FoxNews.com (April 1, 2011)

"Thousands of protesters angry over the purported burning of a Koran by a Florida pastor stormed a United Nations compound Friday in northern Afghanistan, killing at least 12 people, including eight foreigners.

"Two of the foreigners were beheaded, Reuters reported. There were unconfirmed reports that the death toll was as high as 20.

"The demonstration in Mazar-i-Sharif turned violent when some protesters grabbed weapons from the UN guards and opened fire, then mobbed buildings and set fires on the compound, officials said. Demonstrators also massed in Kabul and the western city of Herat...."
"UN staff killed during protest in northern Afghanistan"
BBC News (April 1, 2011)

"At least seven foreign UN workers have been killed after protesters stormed a UN compound in the Afghan city of Mazar-e Sharif, officials say.

"The compound was set alight as hundreds protested over the burning of the Koran in a US church last month. Several demonstrators have also been killed.

"Witnesses said the protest began peacefully but suddenly turned violent.

"A local police spokesman told the BBC the city was now under control and a number of people had been arrested...."

"...On 20 March, Pastor Wayne Sapp set light to a copy of the Koran at a church in Florida.

"The burning took place under the supervision of Terry Jones, another US pastor who last year drew condemnation over his aborted plan to burn copies of the Koran on the anniversary of the 9/11 attacks...."
"Desecration of the Holy Qur'an"
Mohammad Jamil, Pakistan Observer (March 28, 2011)

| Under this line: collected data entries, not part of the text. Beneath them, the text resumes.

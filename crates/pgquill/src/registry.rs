//! Process-wide record of materialized tables.

use std::collections::HashSet;
use std::sync::{Arc, OnceLock, RwLock};

/// Tracks which tables have had their `CREATE TABLE IF NOT EXISTS` issued.
///
/// The set only grows: a table stays registered even after it is dropped,
/// so a later [`Db::table`](crate::Db::table) call for the same name will not
/// recreate it within this process.
#[derive(Debug, Default)]
pub struct SchemaRegistry {
    tables: RwLock<HashSet<String>>,
}

impl SchemaRegistry {
    /// Create an empty registry.
    pub fn new() -> Self {
        Self::default()
    }

    /// The registry shared by every [`Db`](crate::Db) that was not given its own.
    pub fn global() -> Arc<SchemaRegistry> {
        static GLOBAL: OnceLock<Arc<SchemaRegistry>> = OnceLock::new();
        GLOBAL.get_or_init(|| Arc::new(SchemaRegistry::new())).clone()
    }

    /// Returns true if `table` has been materialized.
    pub fn contains(&self, table: &str) -> bool {
        self.tables
            .read()
            .map(|t| t.contains(table))
            .unwrap_or_else(|poisoned| poisoned.into_inner().contains(table))
    }

    /// Record `table` as materialized. Returns false if it already was.
    pub fn insert(&self, table: &str) -> bool {
        let mut tables = self
            .tables
            .write()
            .unwrap_or_else(|poisoned| poisoned.into_inner());
        tables.insert(table.to_string())
    }

    /// Number of registered tables.
    pub fn len(&self) -> usize {
        self.tables
            .read()
            .map(|t| t.len())
            .unwrap_or_else(|poisoned| poisoned.into_inner().len())
    }

    /// Returns true if no table has been registered.
    pub fn is_empty(&self) -> bool {
        self.len() == 0
    }

    /// Registered table names, sorted.
    pub fn tables(&self) -> Vec<String> {
        let tables = self
            .tables
            .read()
            .unwrap_or_else(|poisoned| poisoned.into_inner());
        let mut names: Vec<String> = tables.iter().cloned().collect();
        names.sort();
        names
    }
}

#[cfg(test)]
mod tests {
    use super::*;

    #[test]
    fn registry_only_grows() {
        let registry = SchemaRegistry::new();
        assert!(registry.is_empty());
        assert!(registry.insert("users"));
        assert!(!registry.insert("users"));
        assert!(registry.insert("notes"));
        assert!(registry.contains("users"));
        assert!(!registry.contains("other"));
        assert_eq!(registry.tables(), ["notes", "users"]);
    }

    #[test]
    fn global_is_shared() {
        let a = SchemaRegistry::global();
        let b = SchemaRegistry::global();
        assert!(Arc::ptr_eq(&a, &b));
    }
}
// ============================================================
// SPREADSHEET INFRASTRUCTURE LAYER
// ============================================================
// CSV and Excel readers feeding the SQLite import

mod csv_parser;
mod excel_reader;

pub use csv_parser::CsvParser;
pub use excel_reader::{ExcelReader, SINGLE_TABLE_NAME};
// ============================================================
// EXCEL READER
// ============================================================
// Every worksheet of an .xlsx/.xls workbook becomes one staged table

use crate::domain::dataset::{clean_identifier, unique_table_name, StagedTable};
use crate::domain::error::{AppError, Result};
use calamine::{open_workbook_auto, Data, Reader};
use std::collections::HashSet;
use std::path::Path;
use tracing::{debug, warn};

/// Table name used when a workbook has a single sheet (or one was selected)
pub const SINGLE_TABLE_NAME: &str = "data";

pub struct ExcelReader;

impl ExcelReader {
    /// Read the workbook. A single (or selected) sheet lands in table `data`;
    /// several sheets each get a table named after the cleaned sheet name,
    /// suffixed `_2`, `_3`, ... when two sheets clean to the same name.
    pub fn read_workbook(path: &Path, sheet: Option<&str>) -> Result<Vec<StagedTable>> {
        let mut workbook = open_workbook_auto(path)
            .map_err(|e| AppError::ParseError(format!("Failed to open Excel file: {}", e)))?;

        let sheet_names = workbook.sheet_names().to_vec();
        if sheet_names.is_empty() {
            return Err(AppError::ValidationError(
                "No worksheet found in Excel file".to_string(),
            ));
        }

        let selected: Vec<(usize, String)> = match sheet {
            Some(wanted) => {
                let index = sheet_names
                    .iter()
                    .position(|name| name == wanted)
                    .ok_or_else(|| {
                        AppError::NotFound(format!(
                            "Sheet '{}' not found (available: {})",
                            wanted,
                            sheet_names.join(", ")
                        ))
                    })?;
                vec![(index, wanted.to_string())]
            }
            None => sheet_names.iter().cloned().enumerate().collect(),
        };

        let single = selected.len() == 1;
        let mut tables = Vec::with_capacity(selected.len());
        let mut taken_names = HashSet::new();

        for (index, sheet_name) in selected {
            let range = workbook
                .worksheet_range_at(index)
                .ok_or_else(|| AppError::NotFound(format!("Worksheet '{}' missing", sheet_name)))?
                .map_err(|e| {
                    AppError::ParseError(format!(
                        "Failed to read worksheet '{}': {}",
                        sheet_name, e
                    ))
                })?;

            let mut rows = range.rows();
            let Some(header_row) = rows.next() else {
                if single {
                    return Err(AppError::ValidationError(format!(
                        "Sheet '{}' is empty",
                        sheet_name
                    )));
                }
                warn!("Skipping empty worksheet '{}'", sheet_name);
                continue;
            };

            let headers: Vec<String> = header_row
                .iter()
                .map(|cell| cell_to_string(cell).unwrap_or_default())
                .collect();
            let body: Vec<Vec<Option<String>>> = rows
                .map(|row| row.iter().map(cell_to_string).collect())
                .collect();

            // sheets like "Sales 2024" and "Sales-2024" clean to the same name
            let table_name = if single {
                SINGLE_TABLE_NAME.to_string()
            } else {
                unique_table_name(&clean_identifier(&sheet_name), &mut taken_names)
            };

            debug!(
                "Read worksheet '{}' as table '{}' ({} rows)",
                sheet_name,
                table_name,
                body.len()
            );
            tables.push(StagedTable::from_raw(&table_name, &headers, body)?);
        }

        if tables.is_empty() {
            return Err(AppError::ValidationError(
                "Workbook contains no data".to_string(),
            ));
        }

        Ok(tables)
    }
}

/// Excel stores every number as a float; whole values are written back as
/// integers so the column can be typed INTEGER.
fn cell_to_string(cell: &Data) -> Option<String> {
    match cell {
        Data::Empty => None,
        Data::String(s) => Some(s.clone()),
        Data::Int(n) => Some(n.to_string()),
        Data::Float(f) if f.fract() == 0.0 && f.abs() < 1e15 => Some(format!("{}", *f as i64)),
        Data::Float(f) => Some(f.to_string()),
        Data::Bool(b) => Some(if *b { "1" } else { "0" }.to_string()),
        other => Some(format!("{}", other)),
    }
}

#[cfg(test)]
mod tests {
    use super::*;

    #[test]
    fn test_cell_to_string() {
        assert_eq!(cell_to_string(&Data::Empty), None);
        assert_eq!(cell_to_string(&Data::Float(3.0)).as_deref(), Some("3"));
        assert_eq!(cell_to_string(&Data::Float(2.5)).as_deref(), Some("2.5"));
        assert_eq!(cell_to_string(&Data::Int(-7)).as_deref(), Some("-7"));
        assert_eq!(cell_to_string(&Data::Bool(true)).as_deref(), Some("1"));
        assert_eq!(
            cell_to_string(&Data::String("NYC".into())).as_deref(),
            Some("NYC")
        );
    }

    #[test]
    fn test_missing_workbook() {
        let path = std::env::temp_dir().join(format!("missing-{}.xlsx", uuid::Uuid::new_v4()));
        assert!(ExcelReader::read_workbook(&path, None).is_err());
    }
}
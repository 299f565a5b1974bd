mod commands;
mod interactive;
pub mod render;

use crate::domain::error::Result;
use crate::domain::llm_config::LLMProvider;
use clap::{Parser, Subcommand};
use std::path::PathBuf;
use std::process::ExitCode;

#[derive(Parser)]
#[command(name = "text2sql")]
#[command(version, about = "Ask questions about your data in plain language", long_about = None)]
pub struct Cli {
    /// Configuration file (default: ./text2sql.toml when present)
    #[arg(long, global = true, env = "TEXT2SQL_CONFIG")]
    config: Option<PathBuf>,

    /// Debug-level logging (RUST_LOG takes precedence)
    #[arg(short, long, global = true)]
    pub verbose: bool,

    #[command(subcommand)]
    command: Commands,
}

#[derive(Subcommand)]
enum Commands {
    /// Import a CSV or Excel file into a new queryable data source
    Import {
        /// CSV, TSV or Excel file
        file: PathBuf,

        /// Source name (default: cleaned file name)
        #[arg(long)]
        name: Option<String>,

        /// Import only this worksheet
        #[arg(long)]
        sheet: Option<String>,

        #[arg(long, default_value = "")]
        description: String,

        /// Overwrite an existing source with the same name
        #[arg(long)]
        replace: bool,
    },

    /// Register an existing SQLite database
    AddDb {
        name: String,

        /// Path to the SQLite file
        path: PathBuf,

        #[arg(long, default_value = "")]
        description: String,

        #[arg(long)]
        replace: bool,
    },

    /// Register a PostgreSQL database (queried read-only)
    AddPostgres {
        name: String,

        /// postgres://user@host:5432/database
        url: String,

        /// Password source: env:VAR, keychain:NAME or plain:SECRET
        #[arg(long)]
        password_ref: Option<String>,

        #[arg(long, default_value = "")]
        description: String,

        #[arg(long)]
        replace: bool,
    },

    /// List data sources (* marks the active one)
    List,

    /// Make a data source the default for queries
    SetActive { name: String },

    /// Unregister a data source
    Remove {
        name: String,

        /// Keep the imported database file on disk
        #[arg(long)]
        keep_file: bool,
    },

    /// Show tables and columns of a data source
    Schema {
        #[arg(long)]
        source: Option<String>,
    },

    /// Answer one question
    Query {
        question: String,

        #[arg(long)]
        source: Option<String>,

        /// Repair attempts after the first query (overrides max_debug_attempts)
        #[arg(long)]
        max_retries: Option<u32>,

        /// Fail on the first rejected or failing query
        #[arg(long, conflicts_with = "max_retries")]
        no_debug: bool,

        /// Print the outcome as JSON
        #[arg(long)]
        json: bool,
    },

    /// Ask questions in a loop
    Interactive {
        #[arg(long)]
        source: Option<String>,

        #[arg(long)]
        max_retries: Option<u32>,
    },

    /// List models offered by the configured provider
    Models,

    /// Check the API key and model with a minimal request
    Ping,

    /// Manage API keys stored in the system keychain
    Key {
        #[command(subcommand)]
        action: KeyCommands,
    },
}

#[derive(Subcommand)]
enum KeyCommands {
    /// Store a key (read from stdin when omitted)
    Set {
        key: Option<String>,

        /// google, openai, openrouter or local (default: configured provider)
        #[arg(long, value_parser = parse_provider)]
        provider: Option<LLMProvider>,
    },
    /// Delete a stored key
    Delete {
        #[arg(long, value_parser = parse_provider)]
        provider: Option<LLMProvider>,
    },
    /// Store a database password, referenced as keychain:NAME
    SetPassword {
        name: String,

        /// Read from stdin when omitted
        password: Option<String>,
    },
}

fn parse_provider(raw: &str) -> std::result::Result<LLMProvider, String> {
    match raw.trim().to_lowercase().as_str() {
        "google" | "gemini" => Ok(LLMProvider::Google),
        "openai" => Ok(LLMProvider::OpenAI),
        "openrouter" => Ok(LLMProvider::OpenRouter),
        "local" => Ok(LLMProvider::Local),
        other => Err(format!(
            "unknown provider '{}' (expected google, openai, openrouter or local)",
            other
        )),
    }
}

impl Cli {
    pub async fn execute(self) -> Result<ExitCode> {
        let session = commands::Session::load(self.config.as_deref())?;

        match self.command {
            Commands::Import {
                file,
                name,
                sheet,
                description,
                replace,
            } => {
                commands::import(&session, &file, name, sheet.as_deref(), description, replace)
                    .await
            }
            Commands::AddDb {
                name,
                path,
                description,
                replace,
            } => commands::add_db(&session, name, &path, description, replace).await,
            Commands::AddPostgres {
                name,
                url,
                password_ref,
                description,
                replace,
            } => {
                commands::add_postgres(&session, name, url, password_ref, description, replace)
                    .await
            }
            Commands::List => commands::list(&session),
            Commands::SetActive { name } => commands::set_active(&session, &name),
            Commands::Remove { name, keep_file } => commands::remove(&session, &name, keep_file),
            Commands::Schema { source } => commands::schema(&session, source.as_deref()).await,
            Commands::Query {
                question,
                source,
                max_retries,
                no_debug,
                json,
            } => {
                let max_attempts = if no_debug { Some(0) } else { max_retries };
                commands::query(&session, &question, source.as_deref(), max_attempts, json).await
            }
            Commands::Interactive {
                source,
                max_retries,
            } => interactive::run(&session, source.as_deref(), max_retries).await,
            Commands::Models => commands::models(&session).await,
            Commands::Ping => commands::ping(&session).await,
            Commands::Key { action } => match action {
                KeyCommands::Set { key, provider } => commands::key_set(&session, key, provider),
                KeyCommands::Delete { provider } => commands::key_delete(&session, provider),
                KeyCommands::SetPassword { name, password } => {
                    commands::key_set_password(&session, &name, password)
                }
            },
        }
    }
}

"Controversial and ugly Pastor Terry Jones, a blot on the name of humanity, acted as a judge in a mock trial that ended with burning a copy of Quran at his Dove World Outreach Center in Gainesville, Florida. The US strongly condemned the burning of Quran by a radical pastor in Florida. The spokesman said the Obama administration is deeply concerned about all deliberate attempts to offend members of any religious minority. But this condemnation is not enough; the US should invoke hate crime and put Terry Jones in the dock. Last year, he had called off the event after criticism from U.S. religious leaders, violent protests abroad and pressure from President Obama and Secretary of Defense Robert Gates. This time on actual burning of the Holy Qur'an, American politicians, media and intelligentsia are silent on the despicable and abhorrent desecration which glaringly exposes their hypocrisy and double standards. Had it been the sacrilege of Bible by some satanic elements in Pakistan, people of the US and European countries would have exploded in a noisy outrage, howling in unison to hold Muslim ummah responsible for it.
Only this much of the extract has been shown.